- _Your instructions_
Every line below that has "super" in it should be copied.

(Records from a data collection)
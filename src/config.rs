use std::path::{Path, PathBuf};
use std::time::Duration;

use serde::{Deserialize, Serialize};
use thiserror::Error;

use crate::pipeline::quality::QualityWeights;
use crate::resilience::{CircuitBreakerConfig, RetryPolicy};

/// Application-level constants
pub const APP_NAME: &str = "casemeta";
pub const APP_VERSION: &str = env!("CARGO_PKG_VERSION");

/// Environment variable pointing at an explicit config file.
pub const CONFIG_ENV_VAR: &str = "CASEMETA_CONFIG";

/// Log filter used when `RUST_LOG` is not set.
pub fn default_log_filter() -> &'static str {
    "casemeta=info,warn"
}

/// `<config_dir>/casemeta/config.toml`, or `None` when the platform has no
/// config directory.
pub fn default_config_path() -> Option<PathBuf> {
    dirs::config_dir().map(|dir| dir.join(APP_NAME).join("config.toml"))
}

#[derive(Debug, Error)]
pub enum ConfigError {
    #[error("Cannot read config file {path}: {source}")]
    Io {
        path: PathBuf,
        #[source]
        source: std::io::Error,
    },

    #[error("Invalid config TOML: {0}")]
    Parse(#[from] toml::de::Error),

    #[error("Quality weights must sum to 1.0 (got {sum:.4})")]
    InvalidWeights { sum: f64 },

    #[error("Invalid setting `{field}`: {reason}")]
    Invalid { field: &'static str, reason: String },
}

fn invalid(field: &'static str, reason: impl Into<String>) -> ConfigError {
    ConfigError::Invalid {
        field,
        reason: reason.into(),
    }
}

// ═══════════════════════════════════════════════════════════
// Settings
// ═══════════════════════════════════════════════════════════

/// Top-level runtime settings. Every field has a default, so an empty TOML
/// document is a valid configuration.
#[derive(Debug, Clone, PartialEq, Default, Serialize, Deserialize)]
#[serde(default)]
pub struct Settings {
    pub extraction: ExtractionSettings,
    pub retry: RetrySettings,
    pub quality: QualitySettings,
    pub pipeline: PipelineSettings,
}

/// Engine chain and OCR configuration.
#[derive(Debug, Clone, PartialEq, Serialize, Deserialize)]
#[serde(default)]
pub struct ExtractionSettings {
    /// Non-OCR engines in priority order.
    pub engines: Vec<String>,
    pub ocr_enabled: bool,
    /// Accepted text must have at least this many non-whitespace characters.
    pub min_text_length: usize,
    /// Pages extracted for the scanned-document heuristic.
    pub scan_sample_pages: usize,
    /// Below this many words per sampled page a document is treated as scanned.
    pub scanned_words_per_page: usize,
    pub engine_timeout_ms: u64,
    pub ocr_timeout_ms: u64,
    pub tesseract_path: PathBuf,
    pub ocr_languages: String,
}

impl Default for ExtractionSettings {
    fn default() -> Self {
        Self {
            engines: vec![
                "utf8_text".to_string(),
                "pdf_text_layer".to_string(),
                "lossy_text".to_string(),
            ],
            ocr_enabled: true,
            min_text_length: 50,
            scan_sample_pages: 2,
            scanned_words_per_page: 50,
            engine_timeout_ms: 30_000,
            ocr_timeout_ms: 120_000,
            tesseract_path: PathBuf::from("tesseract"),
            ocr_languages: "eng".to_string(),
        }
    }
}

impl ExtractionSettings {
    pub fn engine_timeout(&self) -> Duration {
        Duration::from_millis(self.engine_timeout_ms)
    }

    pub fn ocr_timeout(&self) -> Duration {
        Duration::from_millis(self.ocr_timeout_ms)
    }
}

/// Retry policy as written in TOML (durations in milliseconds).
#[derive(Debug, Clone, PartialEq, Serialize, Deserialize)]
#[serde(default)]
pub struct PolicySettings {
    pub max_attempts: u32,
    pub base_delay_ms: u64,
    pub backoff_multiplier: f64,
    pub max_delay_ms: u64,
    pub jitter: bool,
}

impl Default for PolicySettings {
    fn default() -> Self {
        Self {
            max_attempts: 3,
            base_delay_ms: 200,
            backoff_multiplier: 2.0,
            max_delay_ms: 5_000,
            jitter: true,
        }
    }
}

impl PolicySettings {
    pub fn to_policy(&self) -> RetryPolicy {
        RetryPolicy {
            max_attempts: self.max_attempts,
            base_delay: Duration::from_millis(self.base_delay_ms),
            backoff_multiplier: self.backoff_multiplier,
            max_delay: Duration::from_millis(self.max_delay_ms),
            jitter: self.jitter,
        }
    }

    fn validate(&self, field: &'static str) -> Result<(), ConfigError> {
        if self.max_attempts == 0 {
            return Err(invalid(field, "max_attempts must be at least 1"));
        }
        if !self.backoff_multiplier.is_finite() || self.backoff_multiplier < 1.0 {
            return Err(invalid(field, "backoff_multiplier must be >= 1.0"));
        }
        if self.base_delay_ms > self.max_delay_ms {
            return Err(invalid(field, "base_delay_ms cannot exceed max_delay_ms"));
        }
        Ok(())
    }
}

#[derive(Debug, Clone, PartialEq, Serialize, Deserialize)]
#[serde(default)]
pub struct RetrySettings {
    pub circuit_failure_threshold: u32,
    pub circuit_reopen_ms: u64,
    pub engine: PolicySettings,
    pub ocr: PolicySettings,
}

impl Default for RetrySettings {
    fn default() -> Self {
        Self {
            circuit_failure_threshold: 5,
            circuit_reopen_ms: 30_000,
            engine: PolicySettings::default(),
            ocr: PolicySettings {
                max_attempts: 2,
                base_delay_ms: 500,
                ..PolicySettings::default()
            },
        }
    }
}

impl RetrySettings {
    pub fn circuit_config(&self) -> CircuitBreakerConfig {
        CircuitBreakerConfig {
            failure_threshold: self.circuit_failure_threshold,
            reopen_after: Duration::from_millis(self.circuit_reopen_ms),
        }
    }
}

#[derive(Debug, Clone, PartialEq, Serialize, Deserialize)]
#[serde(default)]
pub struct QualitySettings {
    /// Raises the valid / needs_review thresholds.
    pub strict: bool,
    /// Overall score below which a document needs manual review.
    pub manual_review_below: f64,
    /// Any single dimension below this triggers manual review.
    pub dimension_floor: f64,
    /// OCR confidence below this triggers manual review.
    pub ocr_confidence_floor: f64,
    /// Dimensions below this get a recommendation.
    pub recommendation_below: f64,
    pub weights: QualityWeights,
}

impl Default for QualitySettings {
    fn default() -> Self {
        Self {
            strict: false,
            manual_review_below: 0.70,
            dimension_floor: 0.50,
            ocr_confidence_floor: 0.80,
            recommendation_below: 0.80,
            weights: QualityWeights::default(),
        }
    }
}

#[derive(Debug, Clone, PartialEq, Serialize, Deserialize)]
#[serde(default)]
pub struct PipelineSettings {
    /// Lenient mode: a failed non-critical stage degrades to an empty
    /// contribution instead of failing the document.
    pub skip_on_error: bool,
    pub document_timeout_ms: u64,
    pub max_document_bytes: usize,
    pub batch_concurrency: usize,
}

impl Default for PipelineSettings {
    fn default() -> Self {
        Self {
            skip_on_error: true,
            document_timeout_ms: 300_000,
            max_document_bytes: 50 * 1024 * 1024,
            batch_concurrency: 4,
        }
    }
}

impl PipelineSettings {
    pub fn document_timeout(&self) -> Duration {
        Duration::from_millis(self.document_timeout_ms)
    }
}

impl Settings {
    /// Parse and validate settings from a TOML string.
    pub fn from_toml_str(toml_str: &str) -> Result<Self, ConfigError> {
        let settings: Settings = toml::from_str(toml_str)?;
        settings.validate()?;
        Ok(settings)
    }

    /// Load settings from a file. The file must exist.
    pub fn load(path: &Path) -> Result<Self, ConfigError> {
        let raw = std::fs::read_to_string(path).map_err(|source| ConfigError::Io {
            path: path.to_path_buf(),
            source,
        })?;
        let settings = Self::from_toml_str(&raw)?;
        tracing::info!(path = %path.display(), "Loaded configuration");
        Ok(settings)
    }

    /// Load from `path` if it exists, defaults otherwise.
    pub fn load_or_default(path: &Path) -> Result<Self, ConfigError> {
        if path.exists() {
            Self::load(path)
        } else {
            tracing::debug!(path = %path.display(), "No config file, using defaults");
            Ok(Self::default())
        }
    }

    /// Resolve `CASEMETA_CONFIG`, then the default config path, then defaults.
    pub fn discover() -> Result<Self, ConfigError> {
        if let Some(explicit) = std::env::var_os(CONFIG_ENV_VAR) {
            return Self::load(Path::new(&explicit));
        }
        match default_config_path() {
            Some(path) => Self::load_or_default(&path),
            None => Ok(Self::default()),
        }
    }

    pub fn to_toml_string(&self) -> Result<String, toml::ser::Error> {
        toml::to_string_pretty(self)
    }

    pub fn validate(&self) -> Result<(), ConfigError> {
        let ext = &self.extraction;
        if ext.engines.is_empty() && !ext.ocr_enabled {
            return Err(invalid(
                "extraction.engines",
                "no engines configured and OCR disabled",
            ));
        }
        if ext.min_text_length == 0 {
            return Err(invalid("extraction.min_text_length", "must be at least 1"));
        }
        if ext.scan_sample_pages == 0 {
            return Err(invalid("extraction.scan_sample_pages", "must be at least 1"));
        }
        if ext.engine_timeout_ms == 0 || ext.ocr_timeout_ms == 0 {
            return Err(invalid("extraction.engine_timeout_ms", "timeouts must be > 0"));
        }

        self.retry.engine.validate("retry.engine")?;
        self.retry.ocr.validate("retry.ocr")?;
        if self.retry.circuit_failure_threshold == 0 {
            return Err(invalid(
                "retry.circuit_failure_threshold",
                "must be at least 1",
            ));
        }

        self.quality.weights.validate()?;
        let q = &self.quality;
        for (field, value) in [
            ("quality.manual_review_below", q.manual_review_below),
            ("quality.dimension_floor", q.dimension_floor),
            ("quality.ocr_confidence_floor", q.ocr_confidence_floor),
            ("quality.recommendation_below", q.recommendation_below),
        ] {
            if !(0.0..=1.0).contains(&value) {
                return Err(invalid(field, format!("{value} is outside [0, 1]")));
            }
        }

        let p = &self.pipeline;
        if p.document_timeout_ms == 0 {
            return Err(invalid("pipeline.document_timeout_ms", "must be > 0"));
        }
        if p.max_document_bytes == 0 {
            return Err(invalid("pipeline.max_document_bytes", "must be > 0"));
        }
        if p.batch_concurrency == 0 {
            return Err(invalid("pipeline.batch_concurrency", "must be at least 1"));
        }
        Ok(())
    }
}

--

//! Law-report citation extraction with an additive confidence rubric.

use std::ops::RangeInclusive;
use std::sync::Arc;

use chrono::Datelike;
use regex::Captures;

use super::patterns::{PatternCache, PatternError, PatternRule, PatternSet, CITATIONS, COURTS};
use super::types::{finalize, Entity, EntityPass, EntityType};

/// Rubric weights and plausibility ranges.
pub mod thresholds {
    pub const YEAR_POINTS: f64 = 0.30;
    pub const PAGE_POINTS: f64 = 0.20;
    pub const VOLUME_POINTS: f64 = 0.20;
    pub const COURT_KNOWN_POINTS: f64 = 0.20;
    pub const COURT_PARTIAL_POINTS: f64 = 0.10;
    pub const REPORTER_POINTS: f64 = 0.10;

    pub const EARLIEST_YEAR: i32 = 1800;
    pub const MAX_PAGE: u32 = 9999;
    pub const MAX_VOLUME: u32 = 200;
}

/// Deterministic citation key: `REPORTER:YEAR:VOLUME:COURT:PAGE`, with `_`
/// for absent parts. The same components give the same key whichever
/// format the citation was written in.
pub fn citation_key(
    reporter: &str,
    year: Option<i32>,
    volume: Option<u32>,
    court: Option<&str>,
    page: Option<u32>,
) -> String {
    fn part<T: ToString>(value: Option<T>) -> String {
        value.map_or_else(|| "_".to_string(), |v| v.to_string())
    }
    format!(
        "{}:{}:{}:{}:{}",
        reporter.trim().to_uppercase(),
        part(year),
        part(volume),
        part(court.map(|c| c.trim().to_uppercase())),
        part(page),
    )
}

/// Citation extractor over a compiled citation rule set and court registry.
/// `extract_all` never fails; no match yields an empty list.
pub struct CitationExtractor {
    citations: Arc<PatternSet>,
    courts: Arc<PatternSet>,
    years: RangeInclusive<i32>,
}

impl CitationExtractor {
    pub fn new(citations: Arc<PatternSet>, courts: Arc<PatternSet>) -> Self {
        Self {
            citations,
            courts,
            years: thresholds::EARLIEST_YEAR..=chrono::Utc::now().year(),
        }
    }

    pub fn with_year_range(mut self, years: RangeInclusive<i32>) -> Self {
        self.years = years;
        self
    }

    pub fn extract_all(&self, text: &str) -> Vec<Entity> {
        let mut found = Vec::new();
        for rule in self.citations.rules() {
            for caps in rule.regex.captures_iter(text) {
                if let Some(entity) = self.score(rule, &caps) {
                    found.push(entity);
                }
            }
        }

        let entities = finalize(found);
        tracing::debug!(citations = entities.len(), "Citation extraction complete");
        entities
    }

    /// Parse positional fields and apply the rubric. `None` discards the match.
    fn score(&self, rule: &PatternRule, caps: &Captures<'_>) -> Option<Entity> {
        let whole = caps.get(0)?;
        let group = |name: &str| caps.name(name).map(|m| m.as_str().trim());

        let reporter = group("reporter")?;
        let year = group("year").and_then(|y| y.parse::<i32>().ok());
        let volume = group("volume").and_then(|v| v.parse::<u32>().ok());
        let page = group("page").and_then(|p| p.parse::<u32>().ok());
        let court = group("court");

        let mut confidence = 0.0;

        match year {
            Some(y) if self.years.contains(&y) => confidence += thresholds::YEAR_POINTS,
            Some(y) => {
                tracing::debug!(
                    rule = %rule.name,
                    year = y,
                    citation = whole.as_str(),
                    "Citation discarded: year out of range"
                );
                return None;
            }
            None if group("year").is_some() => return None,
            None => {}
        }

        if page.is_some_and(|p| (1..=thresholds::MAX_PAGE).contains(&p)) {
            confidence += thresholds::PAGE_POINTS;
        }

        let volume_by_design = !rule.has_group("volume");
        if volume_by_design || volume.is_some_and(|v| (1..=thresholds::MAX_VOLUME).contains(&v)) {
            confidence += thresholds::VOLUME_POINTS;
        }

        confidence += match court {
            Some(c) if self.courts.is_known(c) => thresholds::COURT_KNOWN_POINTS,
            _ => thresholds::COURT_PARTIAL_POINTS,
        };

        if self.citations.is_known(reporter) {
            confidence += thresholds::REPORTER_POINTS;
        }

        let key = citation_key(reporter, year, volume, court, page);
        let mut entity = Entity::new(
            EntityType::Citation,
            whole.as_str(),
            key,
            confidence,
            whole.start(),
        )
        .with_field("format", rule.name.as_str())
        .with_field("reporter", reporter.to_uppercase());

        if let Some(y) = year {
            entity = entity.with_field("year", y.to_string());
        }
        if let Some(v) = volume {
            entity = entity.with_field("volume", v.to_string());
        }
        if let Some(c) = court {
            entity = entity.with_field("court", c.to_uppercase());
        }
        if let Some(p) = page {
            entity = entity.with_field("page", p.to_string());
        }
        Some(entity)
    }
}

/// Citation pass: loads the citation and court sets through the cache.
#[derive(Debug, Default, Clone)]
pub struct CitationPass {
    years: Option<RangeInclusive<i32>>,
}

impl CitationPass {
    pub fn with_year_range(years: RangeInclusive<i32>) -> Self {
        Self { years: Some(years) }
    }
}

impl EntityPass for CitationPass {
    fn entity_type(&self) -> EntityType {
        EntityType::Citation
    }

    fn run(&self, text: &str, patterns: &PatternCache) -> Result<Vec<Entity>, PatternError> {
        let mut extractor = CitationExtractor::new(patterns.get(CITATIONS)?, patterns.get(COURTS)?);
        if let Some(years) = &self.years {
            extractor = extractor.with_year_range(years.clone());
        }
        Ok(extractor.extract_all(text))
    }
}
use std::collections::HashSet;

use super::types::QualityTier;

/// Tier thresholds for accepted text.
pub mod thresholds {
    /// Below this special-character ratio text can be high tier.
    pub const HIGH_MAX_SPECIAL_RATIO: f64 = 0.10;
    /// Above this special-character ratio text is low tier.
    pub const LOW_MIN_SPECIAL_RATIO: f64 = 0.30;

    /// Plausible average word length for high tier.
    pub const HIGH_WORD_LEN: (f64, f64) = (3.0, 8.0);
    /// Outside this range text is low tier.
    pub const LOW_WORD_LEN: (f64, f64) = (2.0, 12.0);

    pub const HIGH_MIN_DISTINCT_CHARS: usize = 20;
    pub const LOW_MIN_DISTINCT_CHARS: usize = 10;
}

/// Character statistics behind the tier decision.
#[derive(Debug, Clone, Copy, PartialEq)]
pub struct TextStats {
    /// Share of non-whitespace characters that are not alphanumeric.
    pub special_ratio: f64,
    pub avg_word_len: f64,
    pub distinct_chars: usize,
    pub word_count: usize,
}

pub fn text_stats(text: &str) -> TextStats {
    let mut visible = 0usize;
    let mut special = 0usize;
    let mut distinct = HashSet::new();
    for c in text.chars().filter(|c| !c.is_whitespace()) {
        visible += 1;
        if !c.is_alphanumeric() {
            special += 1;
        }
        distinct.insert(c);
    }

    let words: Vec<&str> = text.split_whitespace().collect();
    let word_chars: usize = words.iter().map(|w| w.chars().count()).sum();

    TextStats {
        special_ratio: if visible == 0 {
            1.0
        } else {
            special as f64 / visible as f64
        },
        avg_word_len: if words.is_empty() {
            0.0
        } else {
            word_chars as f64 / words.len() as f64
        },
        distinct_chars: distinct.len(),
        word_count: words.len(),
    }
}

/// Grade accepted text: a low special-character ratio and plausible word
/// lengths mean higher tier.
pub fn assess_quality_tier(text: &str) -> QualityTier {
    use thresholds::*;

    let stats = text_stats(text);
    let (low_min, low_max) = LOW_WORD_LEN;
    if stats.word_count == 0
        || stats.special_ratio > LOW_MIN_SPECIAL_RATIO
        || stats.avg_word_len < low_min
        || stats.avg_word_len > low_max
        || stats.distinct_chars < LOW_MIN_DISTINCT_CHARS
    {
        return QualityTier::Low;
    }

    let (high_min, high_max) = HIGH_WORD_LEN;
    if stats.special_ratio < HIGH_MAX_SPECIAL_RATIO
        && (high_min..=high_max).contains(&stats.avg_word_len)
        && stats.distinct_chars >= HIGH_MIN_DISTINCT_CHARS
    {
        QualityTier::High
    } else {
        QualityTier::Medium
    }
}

- _Response to the task_
use super::patterns::{PatternCache, PatternError, PatternRule, PatternSet, CITATIONS, COURTS};
use super::types::{finalize, Entity, EntityPass, EntityType};
use super::types::QualityTier;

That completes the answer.